Dumping Stealers from it's AutoIT loader
Intro
I have analysed two files which I downloaded from Malware Bazaar. These two files dropped AgentTesla. According to malpedia AgentTesla is:
“A .NET based information stealer readily available to actors due to leaked builders. The malware is able to log keystrokes, can access the host’s clipboard and crawls the disk for credentials or other valuable information. It has the capability to send information back to its C&C via HTTP(S), SMTP, FTP, or towards a Telegram channel.”
This is a high level overview of what the loader does. I will not go into great detail as my goal for analysing the sample was just to dump the final payload. Below is the infection chain for this sample:
First of all the file is distributed somehow either through malspam or another technique. The file distributed is an AutoIT executable file. AutoIT is a scripting language used for the windows OS, often used for automating repetitive administrative tasks. Shellcode is executed which allocates some memory for the decoded AgentTesla payload which is then dropped.

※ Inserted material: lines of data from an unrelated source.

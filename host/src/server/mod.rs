use std::net::SocketAddr;
use std::str::FromStr;

use anyhow::Context;
use tokio::net::TcpListener;
use tracing::info;

use crate::error::HostError;
use crate::AppState;

pub mod api;

/// Starts the notarization server.
pub async fn serve(state: AppState) -> anyhow::Result<()> {
    let addr = SocketAddr::from_str(&state.opts.address)
        .map_err(|_| HostError::InvalidAddress(state.opts.address.clone()))?;
    let listener = TcpListener::bind(addr).await?;

    info!("Listening on: {}", listener.local_addr()?);

    let router = api::create_router(state.opts.concurrency_limit).with_state(state);
    axum::serve(listener, router)
        .with_graceful_shutdown(shutdown_signal())
        .await
        .context("Server couldn't serve")?;

    Ok(())
}

async fn shutdown_signal() {
    if tokio::signal::ctrl_c().await.is_ok() {
        info!("shutdown signal received");
    }
}
//! The signable oracle report.
//!
//! On-chain consumers verify two things: the quote against the platform's
//! root of trust, and an enclave-key signature over a report derived from
//! that quote and the sealed request metadata. The report is the user-data
//! region followed by the quote, rendered in the same chunk-envelope text
//! the verification program reconstructs — so the signature covers what was
//! notarized (url, selector, timestamp, status, attestation data), not just
//! the opaque quote bytes.

use crate::encoding::chunks_for_len;
use crate::error::SigningError;
use crate::signer::SigningContext;

#[derive(Debug, Clone)]
pub struct OracleReport {
    data: String,
    chunks: usize,
}

impl OracleReport {
    /// Render the sealed user data and the quote as one chunk-envelope
    /// text. `user_data` is the positional chunk region the quote's digest
    /// was computed over; it leads so verifiers can read the request
    /// metadata at fixed offsets before the variable-length quote.
    pub fn new(
        ctx: &SigningContext,
        quote: &[u8],
        user_data: &[u8],
    ) -> Result<Self, SigningError> {
        let mut message = Vec::with_capacity(user_data.len() + quote.len());
        message.extend_from_slice(user_data);
        message.extend_from_slice(quote);
        let chunks = chunks_for_len(message.len());
        let data = ctx.format_message(&message, chunks)?;
        Ok(Self { data, chunks })
    }

    /// The signable report text.
    pub fn data(&self) -> &str {
        &self.data
    }

    pub fn chunks(&self) -> usize {
        self.chunks
    }

    /// Sign the report with the enclave-held key.
    pub fn sign(&self, ctx: &SigningContext) -> Result<String, SigningError> {
        ctx.sign(self.data.as_bytes())
    }
}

The two files which exhibit this behavior are:
1
2
SHA256: c8e506aef378f6e96c8b30b356338187bba6cbc7b46affb69d53614cc0784a6b
SHA256: 1a4e9865bdd049e0af9744de415b4bca7da2752ea21ce6c547f37f962b5e6aa9
(More files are available that use this technique I will cover this later on)
In my examples I will use the first file.
Analysis
The first stage is actually understanding how the infection chain occurs and how the malware works. This will demonstrate how I got to the final payload.
1
file: c8e506aef378f6e96c8b30b356338187bba6cbc7b46affb69d53614cc0784a6b
The first thing I like to do is to open the file in detect it easy which allows us to explore the PE file. This will attempt to identify what the file was compiled with and any common packers it uses. It also allows us to explore the entropy and other interesting things that as an analyst we want to know. Figure 2: Detect It Easy Results
As we can see it is telling us that it is an AutoIT executable. Obviously, I wanted to know how we could tell this manually without having to rely on detect it easy. By going to the GitHub page of detect it easy and searching for their AutoIT detection script we can see:
Figure 3: Detect It Easy Github
This shows that it first looks for a SCRIPT entry in the resource table. If this is true then AutoIT version 3.XX has been detected. Otherwise, it attempts to compare some bytes to also detect if the binary is an AutoIT script.
Figure 4: Script entry in the resource table
Here we can see that it is an AutoIT compiled script. So now all we need to do is decompile the script. Thankfully, this tool already exists and is called Exe2Aut
. This will partially execute the file and so it is very important to use this in a VM. Dragging and dropping the binary into Exe2Aut produces 3 files. Figure 5: Files from exe2aut
Three files have been dropped: the script (.au3), batchers(Encrypted Agent Tesla) and mousme (Shellcode).
So now we have the original script and we need to analyse it. I will open it in Notepad++ as I don’t have sublime text installed on this VM. But honestly any text editor will do you fine.
The first 9 lines are what we are interested in. The rest of the script essentially does nothing of interest to us.
The first 2 lines use FileInstall
which includes and installs a file with the compiled script. We can see that these two files will be included in the TEMP folder. So essentially this drops two files.
The third line then opens the mouseme
file and reads it’s bytes. After that it replaces a sequence of bytes with nothing. I assume this is done to avoid signature detection on the file. As the bytes can be random.
Now it gets interesting we see a string DllCall
with what seems to be a sequence of encrypted strings. DllCall will call a function. Therefore, we need to understand what this function is. Before every string there is a call to D30VNbE
which is a function call to decrypt that sequence of strings.
Figure 7: String Decryption function (semi cleaned up)
Clearly we can see that all it does is iterate through each character and XOR it with the key 33. So all we need to do is take each string and XOR it with 33 to get the original value back. We can do this manually with cyber chef or another tool. But lets automate this with python.
Figure 8: Python script to decode strings
Obviously, we could just make the script replace the strings in the file. But when I analysed the file originally this is what I did. I’ll leave that as a challenge for you. Let’s now clean up the file with the decoded strings and rename some of the functions.
It now becomes clear what is happening. ( If you don’t understand I recommend looking up all the functions on the AutoIT docs).
First two files are dropped in the temp folder. The second one is then opened and read. We then replace some bytes at the start of the file. After that some memory is allocated in which we set the mousme file contents to. Then the address at $pAlloc + 9136 is called (We can assume this is the entry point).
So what we need to do now is replace the bytes in the mousme file with nothing and investigate what the function is doing at 9316.
Figure 10: Bytes after they have been removed
Here we can clearly see it is a hexadecimal file. Lets decode this hexadecimal using python.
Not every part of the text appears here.